Beating the Beetles at Their Own Game
This week we practiced some radical triage on the farm. Colorado potato beetle is one of our worst pests year after year. They over winter in the boundaries of the field emerge and find our potato crop -no matter where we have moved them each summer. Starting in June we pick them off one by one and then at some point in July we usually reach the point where this method of control is no longer possible on our almost one acre potato plot. The next solution is to use an organic soil-born bacteria that we spray on the crop and knocks the beetles back, usually setting them back enough that we can get a good crop. The day we should have used this bacteria this year was day one of the most recent nine day stretch of rain we had. Needless to say we missed our window. In those nine days the beetles went to town and while we were able to apply the bateria, Last weekend it was very late for many of the rows.

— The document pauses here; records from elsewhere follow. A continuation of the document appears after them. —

/// Request guards
pub mod jwt_auth;

pub use jwt_auth::AuthenticatedUser;
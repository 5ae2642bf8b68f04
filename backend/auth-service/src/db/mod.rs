/// Credential store seam and its Postgres implementation
pub mod user_repo;

use async_trait::async_trait;

use crate::error::AuthResult;
use crate::models::User;

pub use user_repo::PgCredentialStore;

/// Persistence boundary for user identities.
#[async_trait]
pub trait CredentialStore: Send + Sync {
    async fn exists_by_id(&self, id: &str) -> AuthResult<bool>;
    async fn exists_by_email(&self, email: &str) -> AuthResult<bool>;
    async fn find_by_id(&self, id: &str) -> AuthResult<Option<User>>;
    async fn save(&self, user: &User) -> AuthResult<User>;
}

Much of the crop will bounce back but about 1500 row feet were virtually skeletonized by the beetle. When this happens there are just a couple options. Leave the plants as they are and hope for some leaves to regenerate or mow them off completely and harvest those rows early. You may have guessed by this point that we decide to mow off these rows and work to give the rest of the crop the best chance. The up shot is that we will we have potatoes starting in mid August -rather than mid-September! We are planning a mini potato harvest party on Saturday August 10th at 9am (more on this event as it get’s closer…) to pull these early spuds. -Don’t worry we will also have our annual labor on Labor Day potato harvest as well.
Roll Out the Onions
Sweet summer onions appear this week and we are all so happy. Ailsa Craig onions are the north’s answer to the Georgia Vidailia, large and sweet, they lack the pungency of the storage red and yellow varieties coming later. Best suited to using raw or barely cooked, the sweetness is the real prize here. If you prefer your onions cooked try brushing these with butter/oil and grilling/broiling them or chopping them on top of something that will be in a high heat oven like focaccia or fritatta. This beautiful crop will be in regular supply for a few weeks and they will keep well in your fridge for a month or so. This open pollenated variety has been a prize winner since it was introduced in 1877…

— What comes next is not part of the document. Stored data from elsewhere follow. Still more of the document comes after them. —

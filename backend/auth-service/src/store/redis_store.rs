/// Redis-backed session and blacklist storage
use async_trait::async_trait;
use redis::aio::ConnectionManager;

use crate::error::{AuthError, AuthResult};
use crate::store::SessionStore;

#[derive(Clone)]
pub struct RedisSessionStore {
    redis: ConnectionManager,
}

impl RedisSessionStore {
    pub fn new(redis: ConnectionManager) -> Self {
        Self { redis }
    }
}

#[async_trait]
impl SessionStore for RedisSessionStore {
    /// `SET key value PX ttl`. Callers only pass positive TTLs.
    async fn put(&self, key: &str, value: &str, ttl_millis: i64) -> AuthResult<()> {
        let mut redis = self.redis.clone();
        redis::cmd("SET")
            .arg(key)
            .arg(value)
            .arg("PX")
            .arg(ttl_millis)
            .query_async::<_, ()>(&mut redis)
            .await
            .map_err(|e| AuthError::Store(e.to_string()))?;

        Ok(())
    }

    async fn get(&self, key: &str) -> AuthResult<Option<String>> {
        let mut redis = self.redis.clone();
        let value: Option<String> = redis::cmd("GET")
            .arg(key)
            .query_async(&mut redis)
            .await
            .map_err(|e| AuthError::Store(e.to_string()))?;

        Ok(value)
    }

    async fn delete(&self, key: &str) -> AuthResult<()> {
        let mut redis = self.redis.clone();
        redis::cmd("DEL")
            .arg(key)
            .query_async::<_, ()>(&mut redis)
            .await
            .map_err(|e| AuthError::Store(e.to_string()))?;

        Ok(())
    }
}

We are teasing you with a few small leeks this week. We have several beds of leeks planted and one has been giving us a hard time, filling with weeds again and again. Rather than continue this battle we decided to harvest this one bed a bit early and give you something exciting to throw on the grill. Like so many things in life it is the preparation for, rather than the actual cooking that makes or breaks the experience. Leeks have a unique ability to gather soil on their leaves that then settles alongside the shaft of the plant and is almost impossible to wash away without destroying the leek. The trick to cleaning this vegetable and also keeping it together on the grill or under the broiler is using the roots. Most of us are taught to cut the roots away first off as we prep any vegetable -don’t do it. Instead take the point of a sharp knife and starting 1/4 inch above the roots, slice the shaft longways all the way through the leaves. Now you should be able to clean the leek under the faucet, removing all of the dirt from between the leaves as the root end holds everything together. After this you can separate the two sides, again leaving the root in place to hold the leaves on each half together. If you are headed to the grill pat each side dry and generously bathe them in olive oil, adding salt and pepper just before they hit the fire. We like to cook them until the are almost black on the outside and the inside starts to caramelize. A hot pan or the broiler work well here too or you can also just use this sweet mellow member of the onion family as you would a scallion…
What’s In Upic?
What’s In The Share This Week?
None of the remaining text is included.